## YOUR GOAL
For the entries below, state how many lines contain the string "TextureError". Add nothing else.

====== RECORDS FOR PROCESSING

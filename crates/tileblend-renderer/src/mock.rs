//! Mock surface for testing
//!
//! Records every draw so adapters can be tested without a GPU context.

use tileblend_core::Resolution;

use crate::surface::QuadSurface;
use crate::uniforms::TileBlendUniforms;

/// A surface that records draw calls instead of rendering
#[derive(Debug)]
pub struct MockSurface {
    resolution: Resolution,
    /// Uniforms of every draw, oldest first
    pub draws: Vec<TileBlendUniforms>,
}

impl MockSurface {
    pub fn new(width: u32, height: u32) -> Self {
        Self {
            resolution: Resolution::new(width, height),
            draws: Vec::new(),
        }
    }

    /// Simulate a resize of the host surface
    pub fn resize(&mut self, width: u32, height: u32) {
        self.resolution = Resolution::new(width, height);
    }

    pub fn draw_count(&self) -> usize {
        self.draws.len()
    }

    pub fn last_draw(&self) -> Option<&TileBlendUniforms> {
        self.draws.last()
    }

    pub fn clear_draws(&mut self) {
        self.draws.clear();
    }
}

impl QuadSurface for MockSurface {
    fn resolution(&self) -> Resolution {
        self.resolution
    }

    fn draw_quad(&mut self, uniforms: &TileBlendUniforms) {
        self.draws.push(*uniforms);
    }
}
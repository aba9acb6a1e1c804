//! Configuration Hot-Reload
//!
//! Watches config.toml for changes, sending reload events through a channel
//! for the viewer to pick up between frames.

use notify::{Config as NotifyConfig, Event, EventKind, RecommendedWatcher, RecursiveMode, Watcher};
use std::path::{Path, PathBuf};
use std::sync::mpsc::{self, Receiver};
use std::time::{Duration, Instant};

use crate::{Config, ConfigError};

/// Default debounce window between two reloads
pub const DEFAULT_DEBOUNCE: Duration = Duration::from_millis(100);

/// Events emitted by the configuration watcher
#[derive(Debug, Clone)]
pub enum ConfigEvent {
    /// Configuration file changed, contains new config
    Reloaded(Config),
    /// Error occurred during reload
    ReloadError(String),
}

/// Watches a configuration file for changes
pub struct ConfigWatcher {
    _watcher: RecommendedWatcher,
    receiver: Receiver<ConfigEvent>,
    path: PathBuf,
}

impl ConfigWatcher {
    /// Watch the default config file (see [`Config::config_file_path`])
    pub fn new() -> Result<Self, ConfigError> {
        Self::watch_file(&Config::config_file_path()?, DEFAULT_DEBOUNCE)
    }

    /// Watch a specific config file
    ///
    /// The parent directory is watched rather than the file itself so that
    /// editors which save by renaming still trigger a reload.
    pub fn watch_file(config_file: &Path, debounce: Duration) -> Result<Self, ConfigError> {
        let (tx, rx) = mpsc::channel();

        let config_dir = config_file
            .parent()
            .map(Path::to_path_buf)
            .unwrap_or_else(|| PathBuf::from("."));
        let watched_file = config_file.to_path_buf();
        let mut last_event: Option<Instant> = None;

        let mut watcher = RecommendedWatcher::new(
            move |result: Result<Event, notify::Error>| match result {
                Ok(event) => {
                    if !is_reload_event(&event.kind) {
                        return;
                    }
                    if !event.paths.iter().any(|p| same_file(p, &watched_file)) {
                        return;
                    }

                    let now = Instant::now();
                    if let Some(last) = last_event
                        && now.duration_since(last) < debounce
                    {
                        return;
                    }
                    last_event = Some(now);

                    log::info!("Config file changed, reloading...");
                    let reloaded = match Config::load_from(&watched_file) {
                        Ok(config) => ConfigEvent::Reloaded(config),
                        Err(e) => {
                            log::error!("Failed to reload config: {}", e);
                            ConfigEvent::ReloadError(e.to_string())
                        }
                    };
                    let _ = tx.send(reloaded);
                }
                Err(e) => {
                    log::error!("Watch error: {:?}", e);
                }
            },
            NotifyConfig::default().with_poll_interval(Duration::from_secs(1)),
        )
        .map_err(|e| ConfigError::Watch(e.to_string()))?;

        watcher
            .watch(&config_dir, RecursiveMode::NonRecursive)
            .map_err(|e| ConfigError::Watch(e.to_string()))?;
        log::info!("Watching config directory: {:?}", config_dir);

        Ok(Self {
            _watcher: watcher,
            receiver: rx,
            path: config_file.to_path_buf(),
        })
    }

    /// File this watcher reloads from
    pub fn path(&self) -> &Path {
        &self.path
    }

    /// Try to receive a config event without blocking
    pub fn try_recv(&self) -> Option<ConfigEvent> {
        self.receiver.try_recv().ok()
    }

    /// Get all pending events
    pub fn drain_events(&self) -> Vec<ConfigEvent> {
        self.receiver.try_iter().collect()
    }
}

/// Writes, creations and renames can all leave new contents behind
fn is_reload_event(kind: &EventKind) -> bool {
    matches!(kind, EventKind::Modify(_) | EventKind::Create(_))
}

fn same_file(a: &Path, b: &Path) -> bool {
    a == b || (a.file_name() == b.file_name() && a.parent().map(canonical) == b.parent().map(canonical))
}

fn canonical(p: &Path) -> PathBuf {
    p.canonicalize().unwrap_or_else(|_| p.to_path_buf())
}
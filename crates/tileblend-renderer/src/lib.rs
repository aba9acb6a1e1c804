//! Tile-Blend renderer - GPU rendering of the tiled texture effect
//!
//! This crate provides:
//! - The WGSL port of the tile-blend sampler and its uniform block
//! - Source image decoding and upload (repeat-wrapped, linearly filtered)
//! - A render pipeline drawing one full-screen quad per frame
//! - The `QuadSurface` abstraction with GPU, CPU and mock implementations

pub mod mock;
pub mod pipeline;
pub mod shaders;
pub mod source_image;
pub mod surface;
pub mod uniforms;

pub use mock::MockSurface;
pub use pipeline::TileBlendPipeline;
pub use source_image::{SourceImage, SourceTexture};
pub use surface::{CpuSurface, GpuSurface, QuadSurface};
pub use uniforms::TileBlendUniforms;

use std::path::PathBuf;

use thiserror::Error;
use tileblend_core::TextureError;

/// Rendering errors
#[derive(Debug, Error)]
pub enum RenderError {
    #[error("failed to read {path:?}: {source}")]
    Io {
        path: PathBuf,
        source: std::io::Error,
    },
    #[error("failed to decode image {path:?}: {source}")]
    Decode {
        path: PathBuf,
        source: image::ImageError,
    },
    #[error("failed to decode image data: {0}")]
    DecodeBytes(#[source] image::ImageError),
    #[error("image {0:?} has no frames")]
    EmptyImage(PathBuf),
    #[error("failed to write frame to {path:?}: {source}")]
    Encode {
        path: PathBuf,
        source: image::ImageError,
    },
    #[error(transparent)]
    Texture(#[from] TextureError),
}
//! Rendering surfaces that accept one full-screen quad draw per frame
//!
//! The sampler is re-evaluated over every pixel on each draw; surfaces keep
//! no history between draws. [`GpuSurface`] runs the WGSL shader,
//! [`CpuSurface`] runs the reference implementation from `tileblend-core`,
//! and [`crate::mock::MockSurface`] only records calls.

use std::path::Path;
use std::time::Instant;

use image::RgbaImage;
use tileblend_core::{ImageTexture, Resolution, TileBlendSampler, render_frame};

use crate::RenderError;
use crate::pipeline::TileBlendPipeline;
use crate::uniforms::TileBlendUniforms;

/// Something that can draw the tile-blend quad
pub trait QuadSurface {
    /// Size of the draw target in device pixels
    fn resolution(&self) -> Resolution;

    /// Evaluate the sampler over the whole target with these uniforms
    fn draw_quad(&mut self, uniforms: &TileBlendUniforms);
}

/// One frame's worth of GPU target
pub struct GpuSurface<'a> {
    device: &'a wgpu::Device,
    queue: &'a wgpu::Queue,
    pipeline: &'a TileBlendPipeline,
    target: &'a wgpu::TextureView,
    size: (u32, u32),
}

impl<'a> GpuSurface<'a> {
    pub fn new(
        device: &'a wgpu::Device,
        queue: &'a wgpu::Queue,
        pipeline: &'a TileBlendPipeline,
        target: &'a wgpu::TextureView,
        size: (u32, u32),
    ) -> Self {
        Self {
            device,
            queue,
            pipeline,
            target,
            size,
        }
    }
}

impl QuadSurface for GpuSurface<'_> {
    fn resolution(&self) -> Resolution {
        Resolution::new(self.size.0, self.size.1)
    }

    fn draw_quad(&mut self, uniforms: &TileBlendUniforms) {
        self.pipeline.update_uniforms(self.queue, uniforms);

        let mut encoder = self.device.create_command_encoder(&wgpu::CommandEncoderDescriptor {
            label: Some("Tile Blend Encoder"),
        });

        {
            let mut pass = encoder.begin_render_pass(&wgpu::RenderPassDescriptor {
                label: Some("Tile Blend Render Pass"),
                color_attachments: &[Some(wgpu::RenderPassColorAttachment {
                    view: self.target,
                    resolve_target: None,
                    ops: wgpu::Operations {
                        load: wgpu::LoadOp::Clear(wgpu::Color::BLACK),
                        store: wgpu::StoreOp::Store,
                    },
                    depth_slice: None,
                })],
                depth_stencil_attachment: None,
                timestamp_writes: None,
                occlusion_query_set: None,
            });

            self.pipeline.render(&mut pass);
        }

        self.queue.submit(std::iter::once(encoder.finish()));
    }
}

/// Software surface backed by an RGBA image
pub struct CpuSurface {
    texture: ImageTexture,
    frame: RgbaImage,
}

impl CpuSurface {
    pub fn new(width: u32, height: u32, texture: ImageTexture) -> Self {
        Self {
            texture,
            frame: RgbaImage::new(width, height),
        }
    }

    /// Last drawn frame (black before the first draw)
    pub fn frame(&self) -> &RgbaImage {
        &self.frame
    }

    /// Write the last drawn frame, format picked from the extension
    pub fn save(&self, path: impl AsRef<Path>) -> Result<(), RenderError> {
        let path = path.as_ref();
        self.frame.save(path).map_err(|e| RenderError::Encode {
            path: path.to_path_buf(),
            source: e,
        })?;
        log::info!("Wrote {}x{} frame to {:?}", self.frame.width(), self.frame.height(), path);
        Ok(())
    }
}

impl QuadSurface for CpuSurface {
    fn resolution(&self) -> Resolution {
        Resolution::new(self.frame.width(), self.frame.height())
    }

    fn draw_quad(&mut self, uniforms: &TileBlendUniforms) {
        let start = Instant::now();
        let sampler = TileBlendSampler::new(uniforms.config());
        let (width, height) = self.frame.dimensions();
        self.frame = render_frame(&sampler, &uniforms.params(), &self.texture, width, height);
        log::trace!("CPU quad draw took {:?}", start.elapsed());
    }
}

============

## THE ANSWER
2